I sigh and head back towards where I left my luggage. There are a lot of rooms left to claim and a lot of people yet to arrive.
2
Sarah
Ilook out the bus window, my sense of excitement at war with my nerves. Everything is the same color here, beige that has cooked under the sun for millennia. All the houses and businesses here are short and squat and same-looking. Considering where I’m running from, the most vibrant part of downtown LA, Las Vegas is unimpressive so far.
It’s been a relatively short bus ride here. Just four hours. Four hours of peace, without Martin’s voice harassing me to do things differently. Saying that if I had any sense, I would stick close to him and never look back.
Look how wellthatturned out.
Tasting something bitter in the back of my throat, I take a sip of water from a plastic bottle.

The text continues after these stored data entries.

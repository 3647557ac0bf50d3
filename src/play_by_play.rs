use chrono::NaiveDateTime;
use serde::{Deserialize, Serialize};

pub const SECONDS_PER_PERIOD: u32 = 12 * 60;

// informed by http://projects.rajivshah.com/sportvu/PBP_NBA_SportVu.html
#[derive(Debug, Clone, Copy, PartialEq, Eq, Hash, Serialize, Deserialize)]
#[serde(from = "u16", into = "u16")]
pub enum EventMessageType {
    Make,
    Miss,
    FreeThrow,
    Rebound,
    Turnover,
    PersonalFoul,
    Violation,
    Substitution,
    Timeout,
    Jumpball,
    Other(u16),
}

impl From<u16> for EventMessageType {
    fn from(code: u16) -> Self {
        match code {
            1 => Self::Make,
            2 => Self::Miss,
            3 => Self::FreeThrow,
            4 => Self::Rebound,
            5 => Self::Turnover,
            6 => Self::PersonalFoul,
            7 => Self::Violation,
            8 => Self::Substitution,
            9 => Self::Timeout,
            10 => Self::Jumpball,
            other => Self::Other(other),
        }
    }
}

impl From<EventMessageType> for u16 {
    fn from(kind: EventMessageType) -> Self {
        match kind {
            EventMessageType::Make => 1,
            EventMessageType::Miss => 2,
            EventMessageType::FreeThrow => 3,
            EventMessageType::Rebound => 4,
            EventMessageType::Turnover => 5,
            EventMessageType::PersonalFoul => 6,
            EventMessageType::Violation => 7,
            EventMessageType::Substitution => 8,
            EventMessageType::Timeout => 9,
            EventMessageType::Jumpball => 10,
            EventMessageType::Other(code) => code,
        }
    }
}

#[derive(Debug, Clone, PartialEq, Serialize, Deserialize)]
pub struct RawPlayEvent {
    #[serde(rename = "gameId", default)]
    pub game_id: String,
    pub eventnum: u32,
    pub eventmsgtype: EventMessageType,
    #[serde(default)]
    pub eventmsgactiontype: u16,
    pub period: u8,
    #[serde(default)]
    pub wctimestring: String,
    pub pctimestring: String,
    #[serde(default)]
    pub homedescription: Option<String>,
    #[serde(default)]
    pub neutraldescription: Option<String>,
    #[serde(default)]
    pub visitordescription: Option<String>,
    #[serde(default)]
    pub score: Option<String>,
    #[serde(default)]
    pub scoremargin: Option<String>,
}

impl RawPlayEvent {
    pub fn description(&self) -> Option<&str> {
        [
            &self.neutraldescription,
            &self.homedescription,
            &self.visitordescription,
        ]
        .into_iter()
        .filter_map(|d| d.as_deref())
        .find(|d| !d.is_empty())
    }
}

#[derive(Debug, Clone, PartialEq, Serialize, Deserialize)]
pub struct RawPlayByPlay {
    #[serde(rename = "playByPlay")]
    pub play_by_play: Vec<RawPlayEvent>,
}

#[derive(Debug, Clone, PartialEq, Serialize, Deserialize)]
#[serde(rename_all = "camelCase")]
pub struct NormalizedEvent {
    #[serde(rename = "eventnum")]
    pub event_num: u32,
    pub period: u8,
    pub actual_time: Option<i64>,
    pub period_seconds_remaining: u32,
    pub seconds_into_game: u32,
    pub away_score: u32,
    pub home_score: u32,
    #[serde(rename = "eventDescription")]
    pub description: Option<String>,
    pub event_type: EventMessageType,
    #[serde(rename = "eventActionType")]
    pub action_type: u16,
}

/// Structured view of `events[index]`, with the score carried back from the
/// most recent scoring event at or before `index`.
///
/// Panics if `index` is out of range.
pub fn normalize_event(game_date: &str, events: &[RawPlayEvent], index: usize) -> NormalizedEvent {
    let event = &events[index];

    let period_seconds_remaining = match parse_period_clock(&event.pctimestring) {
        Some(secs) => secs,
        None => {
            log::debug!(
                "event {}: unreadable period clock {:?}",
                event.eventnum,
                event.pctimestring
            );
            0
        }
    };
    let seconds_into_game = u32::from(event.period.saturating_sub(1)) * SECONDS_PER_PERIOD
        + (SECONDS_PER_PERIOD - period_seconds_remaining);

    let (away_score, home_score) = events[..=index]
        .iter()
        .rev()
        .filter_map(|e| e.score.as_deref())
        .find_map(parse_score)
        .unwrap_or((0, 0));

    NormalizedEvent {
        event_num: event.eventnum,
        period: event.period,
        actual_time: wall_clock_millis(game_date, &event.wctimestring),
        period_seconds_remaining,
        seconds_into_game,
        away_score,
        home_score,
        description: event.description().map(str::to_string),
        event_type: event.eventmsgtype,
        action_type: event.eventmsgactiontype,
    }
}

/// `M:SS` remaining in the period, as seconds within `[0, 720]`.
pub fn parse_period_clock(raw: &str) -> Option<u32> {
    let (minutes, seconds) = raw.trim().split_once(':')?;
    let minutes = minutes.trim().parse::<u32>().ok()?;
    let seconds = seconds.trim().parse::<f64>().ok()?;
    if !(0.0..60.0).contains(&seconds) {
        return None;
    }
    Some(
        minutes
            .checked_mul(60)?
            .checked_add(seconds as u32)?
            .min(SECONDS_PER_PERIOD),
    )
}

pub fn parse_score(raw: &str) -> Option<(u32, u32)> {
    let (away, home) = raw.split_once('-')?;
    let away = away.trim().parse::<u32>().ok()?;
    let home = home.trim().parse::<u32>().ok()?;
    Some((away, home))
}

pub fn wall_clock_millis(game_date: &str, time_of_day: &str) -> Option<i64> {
    let date = game_date.get(..10)?;
    let stamp = format!("{date} {}", time_of_day.trim());
    NaiveDateTime::parse_from_str(&stamp, "%Y-%m-%d %I:%M %p")
        .ok()
        .map(|dt| dt.and_utc().timestamp_millis())
}

/// Indices of the contiguous run of events around `index` logged at the same
/// period clock. The provider records simultaneous events (e.g. a make and
/// the shooting foul on it) as separate rows sharing a clock reading.
pub fn matching_plays(events: &[RawPlayEvent], index: usize) -> Vec<usize> {
    let Some(play) = events.get(index) else {
        return Vec::new();
    };
    let same_tick = |other: &RawPlayEvent| other.pctimestring == play.pctimestring;

    let mut matching = Vec::new();
    for i in (0..index).rev() {
        if !same_tick(&events[i]) {
            break;
        }
        matching.push(i);
    }
    for (i, other) in events.iter().enumerate().skip(index + 1) {
        if !same_tick(other) {
            break;
        }
        matching.push(i);
    }
    matching
}

#[cfg(test)]
pub(crate) mod tests {
    use super::*;

    pub(crate) fn raw_event(eventnum: u32, clock: &str, score: Option<&str>) -> RawPlayEvent {
        RawPlayEvent {
            game_id: "0021700001".to_string(),
            eventnum,
            eventmsgtype: EventMessageType::Rebound,
            eventmsgactiontype: 0,
            period: 1,
            wctimestring: "8:14 PM".to_string(),
            pctimestring: clock.to_string(),
            homedescription: None,
            neutraldescription: None,
            visitordescription: None,
            score: score.map(str::to_string),
            scoremargin: None,
        }
    }

    #[test]
    fn message_type_codes_round_trip() {
        let raw = r#"{"eventnum":7,"eventmsgtype":6,"eventmsgactiontype":2,"period":1,
            "wctimestring":"8:14 PM","pctimestring":"11:00","homedescription":null,
            "neutraldescription":null,"visitordescription":"Green S.FOUL (P1.T1)",
            "score":null,"scoremargin":null}"#;
        let event: RawPlayEvent = serde_json::from_str(raw).unwrap();
        assert_eq!(event.eventmsgtype, EventMessageType::PersonalFoul);
        assert_eq!(event.description(), Some("Green S.FOUL (P1.T1)"));
        assert_eq!(EventMessageType::from(18), EventMessageType::Other(18));
        assert_eq!(u16::from(EventMessageType::Jumpball), 10);
    }

    #[test]
    fn clock_and_score_parsing() {
        assert_eq!(parse_period_clock("12:00"), Some(720));
        assert_eq!(parse_period_clock("11:42"), Some(702));
        assert_eq!(parse_period_clock("0:00"), Some(0));
        assert_eq!(parse_period_clock("0:04.3"), Some(4));
        assert_eq!(parse_period_clock("bad"), None);
        assert_eq!(parse_period_clock("99999999:00"), None);
        assert_eq!(parse_score("10 - 12"), Some((10, 12)));
        assert_eq!(parse_score("10-12"), Some((10, 12)));
        assert_eq!(parse_score("TIE"), None);
    }

    #[test]
    fn wall_clock_accepts_single_digit_hour() {
        let a = wall_clock_millis("2017-10-17", "8:14 PM").unwrap();
        let b = wall_clock_millis("2017-10-17T00:00:00", "8:15 PM").unwrap();
        assert_eq!(b - a, 60_000);
        assert!(wall_clock_millis("2017-10-17", "").is_none());
    }

    #[test]
    fn score_is_backfilled_from_earlier_events() {
        let events = vec![
            raw_event(1, "11:40", Some("10-12")),
            raw_event(2, "11:20", None),
            raw_event(3, "11:00", None),
        ];
        let e = normalize_event("2017-10-17", &events, 2);
        assert_eq!((e.away_score, e.home_score), (10, 12));

        let first_only = vec![raw_event(1, "12:00", None)];
        let e = normalize_event("2017-10-17", &first_only, 0);
        assert_eq!((e.away_score, e.home_score), (0, 0));
    }

    #[test]
    fn game_seconds_accumulate_across_periods() {
        let mut event = raw_event(1, "5:00", None);
        event.period = 3;
        let e = normalize_event("2017-10-17", &[event], 0);
        assert_eq!(e.period_seconds_remaining, 300);
        assert_eq!(e.seconds_into_game, 2 * 720 + 420);
    }

    #[test]
    fn matching_plays_is_a_contiguous_run() {
        let events = vec![
            raw_event(1, "6:00", None),
            raw_event(2, "5:30", None),
            raw_event(3, "5:14", None),
            raw_event(4, "5:14", None),
            raw_event(5, "5:14", None),
            raw_event(6, "5:02", None),
        ];
        assert_eq!(matching_plays(&events, 3), vec![2, 4]);
        assert_eq!(matching_plays(&events, 2), vec![3, 4]);
        assert_eq!(matching_plays(&events, 0), Vec::<usize>::new());
        assert_eq!(matching_plays(&events, 99), Vec::<usize>::new());
    }
}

Then I double check my makeup in a compact I have handy. It looks good, except for the greenish circle of still-healing flesh under my right eye.
Martin was always better at talking with his fists. It’s a big part of the reason I left him in the middle of the night without a word.
Thus, the trip impromptu trip to Vegas. Martin hated the idea of me living with anyone other than him, hated me having any job other than as a washed up lounge singer at a third-rate hotel.